Das Telefon ist ein wichtiges modernes Kommunikationsinstrument.  Es kann jedoch auch leicht zu einem Störfaktor werden.  Für den Umgang mit dem Telefon empfehlen sich zwei grundsätzliche Regelmechanismen: Heute zeige ich Ihnen die Vorteile einer Telefonsprechstunde und nächste Woche erfahren Sie, was es mit einem Rückrufangebot auf sich hat.

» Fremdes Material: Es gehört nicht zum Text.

use std::collections::BTreeMap;
use std::net::SocketAddr;
use std::path::{Path, PathBuf};
use std::time::Duration;

use jsonschema::{validator_for, Validator};
use once_cell::sync::Lazy;
use schemars::JsonSchema;
use serde::{Deserialize, Serialize};
use tracing::info;

use crate::error::{Error, Result};
use crate::manifest::ServiceTemplate;
use crate::util::{env_bool, env_string};
use hearth_runtime::ServiceKind;

pub const DEFAULT_SETTINGS_PATH: &str = "configs/hearth.toml";
pub const MIN_HEALTH_INTERVAL_MS: u64 = 100;

#[derive(Debug, Default, Clone, Deserialize, Serialize, JsonSchema)]
#[serde(deny_unknown_fields)]
pub struct HubSection {
    #[serde(default)]
    pub state_dir: Option<String>,
    #[serde(default)]
    pub extensions_dir: Option<String>,
    #[serde(default)]
    pub sources_dir: Option<String>,
    /// Listen address, e.g. `127.0.0.1:8090`.
    #[serde(default)]
    pub bind: Option<String>,
    /// Program run as `<command> <version>` for `update_core`.
    #[serde(default)]
    pub core_update_command: Option<String>,
}

#[derive(Debug, Default, Clone, Deserialize, Serialize, JsonSchema)]
#[serde(deny_unknown_fields)]
pub struct SupervisorSection {
    #[serde(default)]
    pub health_interval_ms: Option<u64>,
    #[serde(default)]
    pub max_restarts: Option<u32>,
    #[serde(default)]
    pub restart_window_secs: Option<u64>,
    #[serde(default)]
    pub stop_grace_ms: Option<u64>,
    #[serde(default)]
    pub restart_timeout_secs: Option<u64>,
    #[serde(default)]
    pub probe_os_ports: Option<bool>,
}

/// A hub-level service supervised alongside extensions, on a fixed port.
#[derive(Debug, Clone, Deserialize, Serialize, JsonSchema, PartialEq)]
#[serde(deny_unknown_fields)]
pub struct CoreServiceConfig {
    pub id: String,
    pub command: String,
    #[serde(default)]
    pub args: Vec<String>,
    #[serde(default)]
    pub env: BTreeMap<String, String>,
    #[serde(default)]
    pub port: Option<u16>,
    #[serde(default)]
    pub health_path: Option<String>,
    #[serde(default)]
    pub workdir: Option<String>,
    #[serde(default = "default_enabled")]
    pub enabled: bool,
}

fn default_enabled() -> bool {
    true
}

impl CoreServiceConfig {
    pub fn template(&self) -> ServiceTemplate {
        ServiceTemplate {
            id: self.id.clone(),
            kind: ServiceKind::Core,
            owner: "core".into(),
            scope: None,
            fixed_port: self.port,
            command: self.command.clone(),
            args: self.args.clone(),
            env: self.env.clone(),
            workdir: self.workdir.as_ref().map(PathBuf::from),
            health_path: self.health_path.clone(),
        }
    }
}

/// On-disk settings file (`configs/hearth.toml`).
#[derive(Debug, Default, Clone, Deserialize, Serialize, JsonSchema)]
#[serde(deny_unknown_fields)]
pub struct SettingsFile {
    #[serde(default)]
    pub hub: HubSection,
    #[serde(default)]
    pub supervisor: SupervisorSection,
    #[serde(default)]
    pub core_services: Vec<CoreServiceConfig>,
}

static SETTINGS_SCHEMA: Lazy<std::result::Result<Validator, String>> = Lazy::new(|| {
    let schema = schemars::schema_for!(SettingsFile);
    let value = serde_json::to_value(&schema).map_err(|e| e.to_string())?;
    validator_for(&value).map_err(|e| e.to_string())
});

pub fn load_settings_file(path: &Path) -> Result<SettingsFile> {
    let content = std::fs::read_to_string(path).map_err(|e| Error::io(path, e))?;
    parse_settings(&content)
}

pub fn parse_settings(content: &str) -> Result<SettingsFile> {
    let raw: toml::Value =
        toml::from_str(content).map_err(|e| Error::Settings(e.to_string()))?;
    let json_value = serde_json::to_value(&raw).map_err(|e| Error::Settings(e.to_string()))?;
    let validator = SETTINGS_SCHEMA
        .as_ref()
        .map_err(|e| Error::Settings(format!("settings schema: {e}")))?;
    let errors: Vec<String> = validator
        .iter_errors(&json_value)
        .map(|e| e.to_string())
        .collect();
    if !errors.is_empty() {
        return Err(Error::Settings(errors.join(", ")));
    }
    toml::from_str(content).map_err(|e| Error::Settings(e.to_string()))
}

/// Effective settings after defaults and environment overrides.
#[derive(Debug, Clone, Serialize)]
pub struct Settings {
    pub state_dir: PathBuf,
    pub extensions_dir: PathBuf,
    pub sources_dir: PathBuf,
    pub bind: SocketAddr,
    pub health_interval: Duration,
    pub max_restarts: u32,
    pub restart_window: Duration,
    pub stop_grace: Duration,
    pub restart_timeout: Duration,
    pub probe_os_ports: bool,
    pub core_update_command: Option<String>,
    pub core_services: Vec<CoreServiceConfig>,
}

impl Default for Settings {
    fn default() -> Self {
        Settings::fallback()
    }
}

impl Settings {
    fn fallback() -> Self {
        let state_dir = PathBuf::from("state");
        Self {
            extensions_dir: state_dir.join("extensions"),
            sources_dir: state_dir.join("sources"),
            state_dir,
            bind: SocketAddr::from(([127, 0, 0, 1], 8090)),
            health_interval: Duration::from_millis(30_000),
            max_restarts: 2,
            restart_window: Duration::from_secs(600),
            stop_grace: Duration::from_millis(5_000),
            restart_timeout: Duration::from_secs(120),
            probe_os_ports: true,
            core_update_command: None,
            core_services: Vec::new(),
        }
    }

    /// Load from `HEARTH_CONFIG` or `configs/hearth.toml` (if present), then
    /// overlay `HEARTH_*` environment variables.
    pub fn load() -> Result<Self> {
        let explicit = env_string("HEARTH_CONFIG").map(PathBuf::from);
        let path = match explicit {
            Some(path) => Some(path),
            None => crate::resolve_config_path(DEFAULT_SETTINGS_PATH),
        };
        let file = match path {
            Some(path) => {
                info!(target: "hearth::config", path = %path.display(), "loading settings");
                load_settings_file(&path)?
            }
            None => SettingsFile::default(),
        };
        Self::from_file_and_env(file)
    }

    pub fn from_file_and_env(file: SettingsFile) -> Result<Self> {
        Self::resolve(file, &|key| env_string(key))
    }

    fn resolve(file: SettingsFile, env: &dyn Fn(&str) -> Option<String>) -> Result<Self> {
        let defaults = Self::fallback();
        let parse_u64 = |key: &str| -> Result<Option<u64>> {
            env(key)
                .map(|raw| {
                    raw.parse::<u64>()
                        .map_err(|_| Error::Settings(format!("{key}: expected integer, got `{raw}`")))
                })
                .transpose()
        };

        let state_dir = env("HEARTH_STATE_DIR")
            .or(file.hub.state_dir.clone())
            .map(PathBuf::from)
            .unwrap_or(defaults.state_dir);
        let extensions_dir = env("HEARTH_EXTENSIONS_DIR")
            .or(file.hub.extensions_dir.clone())
            .map(PathBuf::from)
            .unwrap_or_else(|| state_dir.join("extensions"));
        let sources_dir = env("HEARTH_SOURCES_DIR")
            .or(file.hub.sources_dir.clone())
            .map(PathBuf::from)
            .unwrap_or_else(|| state_dir.join("sources"));
        let bind = match env("HEARTH_BIND").or(file.hub.bind.clone()) {
            Some(raw) => raw
                .parse::<SocketAddr>()
                .map_err(|e| Error::Settings(format!("bind `{raw}`: {e}")))?,
            None => defaults.bind,
        };

        let health_ms = parse_u64("HEARTH_HEALTH_INTERVAL_MS")?
            .or(file.supervisor.health_interval_ms)
            .unwrap_or(30_000)
            .max(MIN_HEALTH_INTERVAL_MS);
        let max_restarts = match env("HEARTH_MAX_RESTARTS") {
            Some(raw) => raw
                .parse::<u32>()
                .map_err(|_| Error::Settings(format!("HEARTH_MAX_RESTARTS: expected integer, got `{raw}`")))?,
            None => file.supervisor.max_restarts.unwrap_or(defaults.max_restarts),
        };
        let window = parse_u64("HEARTH_RESTART_WINDOW_SECS")?
            .or(file.supervisor.restart_window_secs)
            .unwrap_or(600);
        let grace = parse_u64("HEARTH_STOP_GRACE_MS")?
            .or(file.supervisor.stop_grace_ms)
            .unwrap_or(5_000);
        let restart_timeout = parse_u64("HEARTH_RESTART_TIMEOUT_SECS")?
            .or(file.supervisor.restart_timeout_secs)
            .unwrap_or(120);
        let probe_os_ports = env("HEARTH_PROBE_OS_PORTS")
            .and_then(|raw| crate::util::parse_bool_flag(&raw))
            .or(file.supervisor.probe_os_ports)
            .unwrap_or(true);
        let core_update_command = env("HEARTH_CORE_UPDATE_CMD").or(file.hub.core_update_command);

        let mut seen = std::collections::HashSet::new();
        for svc in &file.core_services {
            if svc.id.trim().is_empty() || svc.command.trim().is_empty() {
                return Err(Error::Settings("core service needs id and command".into()));
            }
            if !seen.insert(svc.id.as_str()) {
                return Err(Error::Settings(format!("duplicate core service `{}`", svc.id)));
            }
        }

        Ok(Self {
            state_dir,
            extensions_dir,
            sources_dir,
            bind,
            health_interval: Duration::from_millis(health_ms),
            max_restarts,
            restart_window: Duration::from_secs(window),
            stop_grace: Duration::from_millis(grace),
            restart_timeout: Duration::from_secs(restart_timeout),
            probe_os_ports,
            core_update_command,
            core_services: file.core_services,
        })
    }

    /// Settings rooted in a scratch directory, for tests and embedding.
    pub fn for_state_dir(state_dir: impl Into<PathBuf>) -> Self {
        let state_dir = state_dir.into();
        Self {
            extensions_dir: state_dir.join("extensions"),
            sources_dir: state_dir.join("sources"),
            state_dir,
            probe_os_ports: false,
            ..Self::fallback()
        }
    }
}

/// Quick check used by `env_bool`-style toggles elsewhere in the hub.
pub fn debug_mode() -> bool {
    env_bool("HEARTH_DEBUG").unwrap_or(false)
}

Eine Möglichkeit, Telefonanrufe im Tagesablauf zu konzentrieren und zu kanalsieren, besteht darin, eine Telefonsprechstunde auszuweisen.  Die Telefonsprechstunde eignet sich hervorragend für die Übermittlung von Untersuchungsergebnissen.  Das Patientenaufkommen in der Praxis wird so entzerrt.  Ich schlage folgende Vorgehensweise vor:

Legen Sie eine tägliche Telefonsprechstunde von mindestens 30 Minuten fest und informieren Sie Ihre Patienten offensiv über die Vorteile dieser organisatorischen Maßnahme.  Diese Zeit sollte in die Tagesphasen gelegt werden, wo im Delegationsbereich erfahrungsgemäß wenig Betrieb gegeben ist.  Je länger Sie diese Zeitspanne wählen können, desto weniger haben Sie mit Problemen wie z. B. „ständig besetztes Telefon“ zu rechnen.

Lassen Sie für eingehende Telefonate außerhalb dieser Zeit durch verläßliche Rückrufvereinbarungen treffen (Rückruf-Formular, keine „fliegenden“ Zettel – am besten natürlich über eine elektronische Wartezimmerliste).

Seien Sie bei der Durchsetzung konsequent und trainieren Sie mit Ihren Mitarbeitern positive, verbale Abwehrstrategien.
Insbesondere für die Anforderung von Wiederholungsrezepten ist diese Form der „Telefonkommunikation“ empfehlenswert.